**Study material**
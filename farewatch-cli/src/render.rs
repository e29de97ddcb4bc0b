use farewatch_shared::{ChatMessage, FlightOffer, PriceStatistics, Role};

pub fn render(message: &ChatMessage) -> String {
    let speaker = match message.role {
        Role::User => "you",
        Role::Assistant => "farewatch",
    };
    let mut out = format!("{}> {}", speaker, message.content);

    if let Some(offers) = &message.flight_prices {
        for offer in offers {
            out.push('\n');
            out.push_str(&offer_line(offer));
        }
    }
    if let Some(stats) = &message.price_data {
        out.push('\n');
        out.push_str(&statistics_block(stats));
    }
    out
}

fn offer_line(offer: &FlightOffer) -> String {
    let change = offer.price_change();
    let movement = match change {
        0 => "unchanged".to_string(),
        c if c > 0 => format!("up ${}", c),
        c => format!("down ${}", -c),
    };

    let mut line = format!(
        "  {:<18} {} -> {}  {} - {}  ${} {} ({})",
        offer.airline,
        offer.from,
        offer.to,
        offer.depart_date.format("%b %-d"),
        offer.return_date.format("%b %-d, %Y"),
        offer.price,
        offer.currency,
        movement,
    );

    let notes = [&offer.insight, &offer.best_time_to_book, &offer.cheapest_month];
    for note in notes.into_iter().flatten() {
        line.push_str(&format!("\n      * {}", note));
    }
    line
}

fn statistics_block(stats: &PriceStatistics) -> String {
    format!(
        "  average ${} | range {} | book {} | cheapest in {} | trend {}",
        stats.average_price, stats.price_range, stats.best_time_to_book, stats.cheapest_month, stats.price_trend,
    )
}

#[cfg(test)]
mod tests {
    use super::*;
    use chrono::NaiveDate;
    use farewatch_shared::ChatReply;

    #[test]
    fn test_offer_rendering() {
        let offer = FlightOffer {
            id: "flight1".to_string(),
            from: "Dubai (DXB)".to_string(),
            to: "London (LHR)".to_string(),
            depart_date: NaiveDate::from_ymd_opt(2026, 11, 20).unwrap(),
            return_date: NaiveDate::from_ymd_opt(2026, 11, 29).unwrap(),
            price: 640,
            previous_price: 660,
            airline: "Emirates".to_string(),
            currency: "USD".to_string(),
            insight: Some("Fares dip midweek".to_string()),
            best_time_to_book: None,
            cheapest_month: None,
        };
        let message = ChatMessage::from_reply(ChatReply::text("Here you go").with_offers(vec![offer]));
        let text = render(&message);

        assert!(text.starts_with("farewatch> Here you go"));
        assert!(text.contains("Dubai (DXB) -> London (LHR)  Nov 20 - Nov 29, 2026  $640 USD (down $20)"));
        assert!(text.contains("* Fares dip midweek"));
    }
}
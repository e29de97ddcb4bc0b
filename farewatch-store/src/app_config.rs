use config::builder::{ConfigBuilder, DefaultState};
use farewatch_core::{CoreResult, FillPolicy};
use serde::Deserialize;
use std::env;
use std::time::Duration;

#[derive(Debug, Deserialize, Clone)]
pub struct Config {
    pub server: ServerConfig,
    pub gemini: GeminiConfig,
    pub assistant: AssistantConfig,
}

#[derive(Debug, Deserialize, Clone)]
pub struct ServerConfig {
    pub host: String,
    pub port: u16,
}

impl ServerConfig {
    pub fn bind_address(&self) -> String {
        format!("{}:{}", self.host, self.port)
    }
}

#[derive(Debug, Deserialize, Clone)]
pub struct GeminiConfig {
    pub api_key: Option<String>,
    pub model: String,
    pub base_url: String,
    pub timeout_seconds: u64,
}

impl GeminiConfig {
    /// The API key, or `None` when it is unset or blank.
    pub fn credential(&self) -> Option<&str> {
        self.api_key.as_deref().map(str::trim).filter(|key| !key.is_empty())
    }

    pub fn timeout(&self) -> Duration {
        Duration::from_secs(self.timeout_seconds)
    }
}

#[derive(Debug, Deserialize, Clone)]
pub struct AssistantConfig {
    pub fill_default_route: bool,
    pub default_origin: String,
    pub default_destination: String,
    pub history_window: usize,
    pub rng_seed: Option<u64>,
}

impl AssistantConfig {
    pub fn fill_policy(&self) -> CoreResult<FillPolicy> {
        if self.fill_default_route {
            FillPolicy::default_route(&self.default_origin, &self.default_destination)
        } else {
            Ok(FillPolicy::Clarify)
        }
    }
}

impl Config {
    pub fn load() -> Result<Self, config::ConfigError> {
        let run_mode = env::var("RUN_MODE").unwrap_or_else(|_| "development".into());

        let builder = config::Config::builder()
            .add_source(config::File::with_name("config/default").required(false))
            // Per-environment overrides, e.g. config/production.toml
            .add_source(config::File::with_name(&format!("config/{}", run_mode)).required(false))
            // Not checked in
            .add_source(config::File::with_name("config/local").required(false))
            // FAREWATCH__GEMINI__MODEL=... sets gemini.model
            .add_source(
                config::Environment::with_prefix("FAREWATCH")
                    .separator("__")
                    .try_parsing(true),
            )
            .set_override_option("gemini.api_key", env::var("GEMINI_API_KEY").ok())?;

        Self::from_builder(builder)
    }

    /// Built-in defaults under whatever sources `builder` already carries.
    pub fn from_builder(builder: ConfigBuilder<DefaultState>) -> Result<Self, config::ConfigError> {
        builder
            .set_default("server.host", "0.0.0.0")?
            .set_default("server.port", 3000)?
            .set_default("gemini.model", "gemini-1.5-pro-latest")?
            .set_default("gemini.base_url", "https://generativelanguage.googleapis.com")?
            .set_default("gemini.timeout_seconds", 8)?
            .set_default("assistant.fill_default_route", true)?
            .set_default("assistant.default_origin", "New York")?
            .set_default("assistant.default_destination", "London")?
            .set_default("assistant.history_window", 10)?
            .build()?
            .try_deserialize()
    }
}
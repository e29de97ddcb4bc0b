//! Canned assistant replies for when no model answer is available.

pub const UNPROCESSABLE: &str = "I couldn't process your message. Please try again.";

pub const SERVICE_UNAVAILABLE: &str =
    "I'm having trouble connecting to the flight data service. Please try again later.";

pub const BACKUP_NOTICE: &str =
    "I'm having trouble connecting to the flight data service. I'll use my backup system instead.";

pub const BOOKING_WINDOW: &str = "The best time to book flights is typically 1-3 months in advance for domestic flights and 2-8 months for international flights. Tuesday and Wednesday are often the cheapest days to fly, while Friday and Sunday tend to be more expensive.";

pub const CANCELLATION: &str = "Most airlines allow you to cancel your flight within 24 hours of booking for a full refund. After that, cancellation policies vary by airline and fare type. Some tickets are non-refundable but may be eligible for airline credit.";

pub const BAGGAGE: &str = "Baggage allowances vary by airline and ticket class. Most airlines allow one carry-on bag and one personal item for free. Checked baggage fees typically range from $30-$60 per bag, with weight limits around 50 pounds (23 kg).";

pub const DEFAULT: &str = "I can help you track flight prices. Please let me know your departure city, destination, and approximate travel dates. For example: 'Find flights from New York to London for next month'";

/// Short form used by the offline client.
pub const DEFAULT_SHORT: &str = "I can help you track flight prices. Please let me know your departure city, destination, and approximate travel dates.";

/// Pick a canned reply by keyword; `fallback` covers everything else.
pub fn canned_reply_or(message: &str, fallback: &'static str) -> &'static str {
    let lower = message.to_lowercase();

    if lower.contains("cheap") || lower.contains("best time") {
        BOOKING_WINDOW
    } else if lower.contains("cancel") {
        CANCELLATION
    } else if lower.contains("baggage") || lower.contains("luggage") {
        BAGGAGE
    } else {
        fallback
    }
}

pub fn canned_reply(message: &str) -> &'static str {
    canned_reply_or(message, DEFAULT)
}
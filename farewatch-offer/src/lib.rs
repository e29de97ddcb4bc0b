pub mod assistant;
pub mod enrichment;
pub mod generator;
pub mod local;
pub mod statistics;

pub use assistant::FlightAssistant;
pub use enrichment::Enricher;
pub use generator::{OfferError, OfferGenerator};
pub use local::LocalFallback;
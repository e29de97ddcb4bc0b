use std::any::Any;

use axum::{http::Method, response::Response, routing::get, Router};
use tower_http::catch_panic::CatchPanicLayer;
use tower_http::cors::CorsLayer;
use tower_http::trace::TraceLayer;

pub mod chat;
pub mod error;
pub mod market;
pub mod state;

pub use state::AppState;

pub fn app(state: AppState) -> Router {
    // CORS Middleware
    let cors = CorsLayer::new()
        .allow_origin(tower_http::cors::Any)
        .allow_methods([Method::GET, Method::POST, Method::OPTIONS])
        .allow_headers([axum::http::header::CONTENT_TYPE]);

    Router::new()
        .merge(chat::routes())
        .merge(market::routes())
        .route("/health", get(health))
        .layer(cors)
        .layer(TraceLayer::new_for_http())
        .layer(CatchPanicLayer::custom(handle_panic))
        .with_state(state)
}

async fn health() -> &'static str {
    "ok"
}

fn handle_panic(err: Box<dyn Any + Send + 'static>) -> Response {
    let detail = err
        .downcast_ref::<String>()
        .map(String::as_str)
        .or_else(|| err.downcast_ref::<&str>().copied())
        .unwrap_or("unknown panic");
    tracing::error!(panic = detail, "Request handler panicked");
    error::apology()
}
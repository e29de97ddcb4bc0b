use axum::{
    http::StatusCode,
    response::{IntoResponse, Response},
    Json,
};
use farewatch_core::replies;
use farewatch_shared::ChatReply;

#[derive(Debug)]
pub enum AppError {
    Anyhow(anyhow::Error),
}

impl IntoResponse for AppError {
    fn into_response(self) -> Response {
        let AppError::Anyhow(err) = self;
        tracing::error!("Internal Server Error: {:#}", err);

        apology()
    }
}

/// Fixed 500 body, shaped like a normal chat reply.
pub fn apology() -> Response {
    let body = Json(ChatReply::text(replies::SERVICE_UNAVAILABLE));
    (StatusCode::INTERNAL_SERVER_ERROR, body).into_response()
}

impl<E> From<E> for AppError
where
    E: Into<anyhow::Error>,
{
    fn from(err: E) -> Self {
        Self::Anyhow(err.into())
    }
}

**Work instructions**
Search the data for the string "AssistantConfig" and copy each line where it appears.

**Your solution**
    pub assistant: AssistantConfig,
pub struct AssistantConfig {
impl AssistantConfig {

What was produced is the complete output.